Excessive flame cutting -- indicative of an issue -- goes well beyond that shallow, etched line in the top-strap in the pictures above; it has erosion, peening, chipping and marring spreading deeper into as well as out beyond that thin line, and is often accompanied by same on the forcing cone. This is abnormal and a problem.
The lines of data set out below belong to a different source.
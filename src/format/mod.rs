//! Response classification and formatting.
//!
//! Turns a normalized [`McpResult`] plus the original query into exactly
//! one [`FormattedResponse`]. The decision sequence:
//!
//! 1. An error result → text.
//! 2. Array data → empty-set text, or an aggregate summary table for
//!    summary-minded sales queries, or a full table with a descriptive
//!    header.
//! 3. A single object → document (inspectable JSON tree).
//! 4. Anything else → document.
//!
//! Query-phrase overrides beat shape analysis when both views are
//! plausible; a requested supplier that the backend ignored produces a
//! warning note, never silent row-dropping.

pub mod shape;
pub mod viz;

use serde_json::Value;

use crate::extract::{ExtractedParams, KEY_CATEGORY, KEY_END_DATE, KEY_START_DATE, KEY_SUPPLIER, KEY_THRESHOLD};
use crate::text::has_any_phrase;
use crate::types::{FormattedResponse, McpResult, RecommendedView};

/// Aggregate keywords that ask for a summary rather than itemized rows.
const SUMMARY_WORDS: &[&str] = &[
    "total",
    "overall",
    "sum",
    "revenue",
    "how much",
    "combined",
    "altogether",
];

/// Detail keywords that override the summary intent.
const DETAIL_WORDS: &[&str] = &[
    "breakdown",
    "each",
    "individual",
    "transaction",
    "transactions",
    "itemized",
    "all sales",
    "every",
];

/// Query words that force the document view.
const DOCUMENT_WORDS: &[&str] = &["json", "document", "raw", "structure"];

/// Query words that force the table view.
const TABLE_WORDS: &[&str] = &["table", "list", "summary", "report"];

/// Field names treated as monetary totals in sales-shaped records.
const MONEY_FIELDS: &[&str] = &[
    "total",
    "total_amount",
    "totalamount",
    "total_price",
    "totalprice",
    "revenue",
    "amount",
];

/// Field names treated as dates when computing a summary's time span.
const DATE_FIELDS: &[&str] = &["date", "sale_date", "saledate", "created_at", "createdat", "timestamp"];

/// Inputs the formatter needs besides the result itself.
pub struct FormatContext<'a> {
    pub tool_name: &'a str,
    pub params: &'a ExtractedParams,
    pub query: &'a str,
    /// Whether the date range was injected silently rather than requested.
    pub date_defaulted: bool,
}

/// Classify and format one tool result.
pub fn format_response(result: &McpResult, ctx: &FormatContext<'_>) -> FormattedResponse {
    // 1. Errors are terminal text.
    if let Some(error) = &result.error {
        return FormattedResponse::text(error.clone());
    }

    match &result.data {
        Some(Value::Array(records)) => format_records(records, result, ctx),
        Some(Value::Object(_)) => FormattedResponse::Document {
            summary: format!("Structured result from {}", ctx.tool_name),
            json_data: result.data.clone().unwrap_or(Value::Null),
            tool_name: ctx.tool_name.to_string(),
        },
        Some(other) => FormattedResponse::Document {
            summary: format!("Result from {}", ctx.tool_name),
            json_data: other.clone(),
            tool_name: ctx.tool_name.to_string(),
        },
        None => FormattedResponse::text(format!(
            "{} returned no usable payload.",
            ctx.tool_name
        )),
    }
}

fn format_records(
    records: &[Value],
    result: &McpResult,
    ctx: &FormatContext<'_>,
) -> FormattedResponse {
    if records.is_empty() {
        let filters = describe_filters(ctx.params);
        return FormattedResponse::text(if filters.is_empty() {
            "No data found for this query.".to_string()
        } else {
            format!("No data found for this query ({filters}).")
        });
    }

    // Summary-vs-detail branch for sales-shaped data.
    if wants_summary(ctx.query) && is_sales_shaped(records, ctx.tool_name) && !is_category_breakdown(records)
    {
        return FormattedResponse::Table {
            summary: aggregate_summary(records, ctx),
            table_data: None,
            tool_name: ctx.tool_name.to_string(),
        };
    }

    // View preference: query phrasing wins, then shape analysis. Envelope
    // results (an explicit success marker) always present as a table.
    let analysis = shape::analyze(records);
    let preferred = query_view_preference(ctx.query);
    let enveloped = result.success.is_some();

    let view = match preferred {
        Some(view) => view,
        None if enveloped => RecommendedView::Table,
        None => analysis.recommended_view,
    };

    match view {
        RecommendedView::Json => FormattedResponse::Document {
            summary: format!(
                "{} record(s) from {} (nested structure)",
                records.len(),
                ctx.tool_name
            ),
            json_data: Value::Array(records.to_vec()),
            tool_name: ctx.tool_name.to_string(),
        },
        RecommendedView::Table => FormattedResponse::Table {
            summary: detail_summary(records, ctx),
            table_data: Some(records.to_vec()),
            tool_name: ctx.tool_name.to_string(),
        },
        RecommendedView::Mixed => {
            let flattened: Vec<Value> = records
                .iter()
                .map(|r| match r.as_object() {
                    Some(obj) => Value::Object(shape::flatten_record(obj)),
                    None => r.clone(),
                })
                .collect();
            let mut summary = detail_summary(records, ctx);
            summary.push_str(" Nested fields were flattened for the table view.");
            FormattedResponse::Table {
                summary,
                table_data: Some(flattened),
                tool_name: ctx.tool_name.to_string(),
            }
        }
    }
}

/// Presence of aggregate keywords, unless detail keywords override them.
pub fn wants_summary(query: &str) -> bool {
    has_any_phrase(query, SUMMARY_WORDS) && !has_any_phrase(query, DETAIL_WORDS)
}

/// Explicit view preference from query phrasing. Both kinds present ⇒
/// no preference (shape analysis decides).
fn query_view_preference(query: &str) -> Option<RecommendedView> {
    let wants_document = has_any_phrase(query, DOCUMENT_WORDS);
    let wants_table = has_any_phrase(query, TABLE_WORDS);
    match (wants_document, wants_table) {
        (true, false) => Some(RecommendedView::Json),
        (false, true) => Some(RecommendedView::Table),
        _ => None,
    }
}

/// Sales-shaped: a monetary total field in the records, or a sales-ish
/// tool name.
fn is_sales_shaped(records: &[Value], tool_name: &str) -> bool {
    if tool_name.to_lowercase().contains("sales") {
        return true;
    }
    records
        .first()
        .and_then(Value::as_object)
        .is_some_and(|o| o.keys().any(|k| MONEY_FIELDS.contains(&k.to_lowercase().as_str())))
}

/// A category breakdown (one row per category, no per-event dates) must
/// not collapse into a single aggregate figure.
fn is_category_breakdown(records: &[Value]) -> bool {
    let objects: Vec<_> = records.iter().filter_map(Value::as_object).collect();
    if objects.is_empty() {
        return false;
    }
    let all_have_category = objects.iter().all(|o| o.contains_key("category"));
    let any_has_date = objects
        .iter()
        .any(|o| o.keys().any(|k| DATE_FIELDS.contains(&k.to_lowercase().as_str())));
    all_have_category && !any_has_date
}

/// Aggregate summary: monetary sum, record count, date span, active filters.
fn aggregate_summary(records: &[Value], ctx: &FormatContext<'_>) -> String {
    let money_field = records
        .first()
        .and_then(Value::as_object)
        .and_then(|o| {
            o.keys()
                .find(|k| MONEY_FIELDS.contains(&k.to_lowercase().as_str()))
                .cloned()
        });

    let total: f64 = money_field
        .as_ref()
        .map(|field| {
            records
                .iter()
                .filter_map(|r| r.get(field))
                .filter_map(money_value)
                .sum()
        })
        .unwrap_or(0.0);

    let mut summary = format!(
        "Total: ${total:.2} across {} record(s).",
        records.len()
    );

    if let Some((min, max)) = date_span(records) {
        summary.push_str(&format!(" Date range: {min} to {max}."));
    }

    let filters = describe_filters(ctx.params);
    if !filters.is_empty() {
        summary.push_str(&format!(" Filters: {filters}."));
    }
    if ctx.date_defaulted {
        summary.push_str(" (Date range defaulted to the configured trailing window.)");
    }

    summary
}

/// Header for the full-table variant: record count, filters, silent-default
/// note, and the supplier-mismatch warning.
fn detail_summary(records: &[Value], ctx: &FormatContext<'_>) -> String {
    let mut summary = format!("{} record(s) from {}.", records.len(), ctx.tool_name);

    let filters = describe_filters(ctx.params);
    if !filters.is_empty() {
        summary.push_str(&format!(" Filters: {filters}."));
    }
    if ctx.date_defaulted {
        summary.push_str(" (Date range defaulted to the configured trailing window.)");
    }
    if let Some(warning) = supplier_mismatch_warning(records, ctx.params) {
        summary.push(' ');
        summary.push_str(&warning);
    }

    summary
}

/// Diagnostic only: when a supplier filter was requested but the backend
/// returned rows for other suppliers too, warn instead of dropping rows.
fn supplier_mismatch_warning(records: &[Value], params: &ExtractedParams) -> Option<String> {
    let supplier = params.get_str(KEY_SUPPLIER)?;
    let wanted = supplier.to_lowercase();

    let matching = records
        .iter()
        .filter_map(Value::as_object)
        .filter(|o| {
            o.values().any(|v| {
                v.as_str()
                    .is_some_and(|s| s.to_lowercase().contains(&wanted))
            })
        })
        .count();

    if matching < records.len() {
        Some(format!(
            "Warning: only {matching} of {} row(s) match supplier '{supplier}' — the backend may not have applied the filter.",
            records.len()
        ))
    } else {
        None
    }
}

/// Human-readable list of the active recognized filters.
pub fn describe_filters(params: &ExtractedParams) -> String {
    let mut parts = Vec::new();
    if let Some(category) = params.get_str(KEY_CATEGORY) {
        parts.push(format!("category {category}"));
    }
    if let Some(supplier) = params.get_str(KEY_SUPPLIER) {
        parts.push(format!("supplier {supplier}"));
    }
    if let Some(threshold) = params.get(KEY_THRESHOLD).and_then(Value::as_u64) {
        parts.push(format!("threshold {threshold}"));
    }
    match (params.get_str(KEY_START_DATE), params.get_str(KEY_END_DATE)) {
        (Some(start), Some(end)) => parts.push(format!("{start} to {end}")),
        (Some(start), None) => parts.push(format!("from {start}")),
        (None, Some(end)) => parts.push(format!("until {end}")),
        (None, None) => {}
    }
    parts.join(", ")
}

fn money_value(value: &Value) -> Option<f64> {
    match value {
        Value::Number(n) => n.as_f64(),
        Value::String(s) => s.trim_start_matches('$').replace(',', "").parse().ok(),
        _ => None,
    }
}

fn date_span(records: &[Value]) -> Option<(String, String)> {
    let mut dates: Vec<&str> = Vec::new();
    for record in records {
        if let Some(obj) = record.as_object() {
            for (key, value) in obj {
                if DATE_FIELDS.contains(&key.to_lowercase().as_str()) {
                    if let Some(s) = value.as_str() {
                        dates.push(s);
                    }
                }
            }
        }
    }
    // ISO dates sort lexically.
    let min = dates.iter().min()?;
    let max = dates.iter().max()?;
    Some((min.to_string(), max.to_string()))
}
I'd appreciate seeing pictures of any well-used but cared for revolver that doesn't have normal flame cutting as illustrated above.
 
Supposedly Ruger's reason for discontinuing the 357 Max revolver
was the complaints of flame cutting the frame.
I suspect the real reason was they weren't making any money on them.
Those frames now command a premium and are standard fodder for the custom crowd.
The ones that are left are only going to go up in value.

===
Nemo
I have a Ruger Black Hawk in .357 Maximum and a TC Contender chambered for it as well. The cartridge was conceived as a heavy bullet silhouette knocker. Then some tried 125gr JHPs instead to see how fast they could go. The flame cutting was a result. I think old Bill Ruger just got POed at the complaining and discontinued the gun. Sales were moderate too.

I bought mine to have John Linebaugh convert it to .500 Linebaugh Max but I dawdled until common sense and old age prevailed.
 
"I bought mine to have John Linebaugh convert it to .500 Linebaugh Max but I dawdled until common sense and old age prevailed."

Common sense seems to be a rare and under-appreciated gift these days. You did good.

I would be tempted to convert such a gun to 44 but nothing larger.
I have found the 445SM to be pretty much the limit of what I can handle
and both the DW and TC are huge guns.
At least we don't hear complaints of flame cutting with the T/C guns.

When I get the time I will shoot pix of some top straps and sneak them in here.
Might be a couple of days.

===
Nemo
 
flame_cut1.jpg


This is a flame cut on my Ruger SRM (357 Max). The bulk of this was done by less than 50 rounds of h110 with 158s. Since that poorly made mistake in my early history of the Max, I now only shoot 4227 with it which is a stick powder. Since I switched to 4227 (which was more than a few thousand rounds ago), the flame cut has basically stabilized.

The issue is basically ball powders appear to sand blast the barrel gap and cut your frame with little sand like particles of partially burned really really hot pieces of abrasive powder particles.

Ruger stopped (I presume) because folks were trying to load express rounds of 110 grn bullets at over 2000 fps with ball powders. You would cut it pretty quick if you did that. I don't know if it is self limiting or not. Mine seems to have but now I only shoot 4227 and 158's or heavier. Most of the time I now shoot 180's.

I think the lesson is don't shoot ball powders in short cylinders with very high pressure loads. You don't see a lot of 38 specials which have been fired with 231 cut up like this.
 
With my limited knowledge base I found the link to revolver flame cutting on Google cleared up some questions. Thanks to Hapworth for posting the link.
I was amazed by the apparent size of the fouling cup. Was the fouling cup design common to most all revolvers? The other surprising photos showed damage to the forcing cone area. Question, could/should the forcing cone be countersunk to allow a smoother transition, if so would this lessen the flame cutting of the top strap? I fully realize flame cutting will never be a problem for me, but the action is very interesting.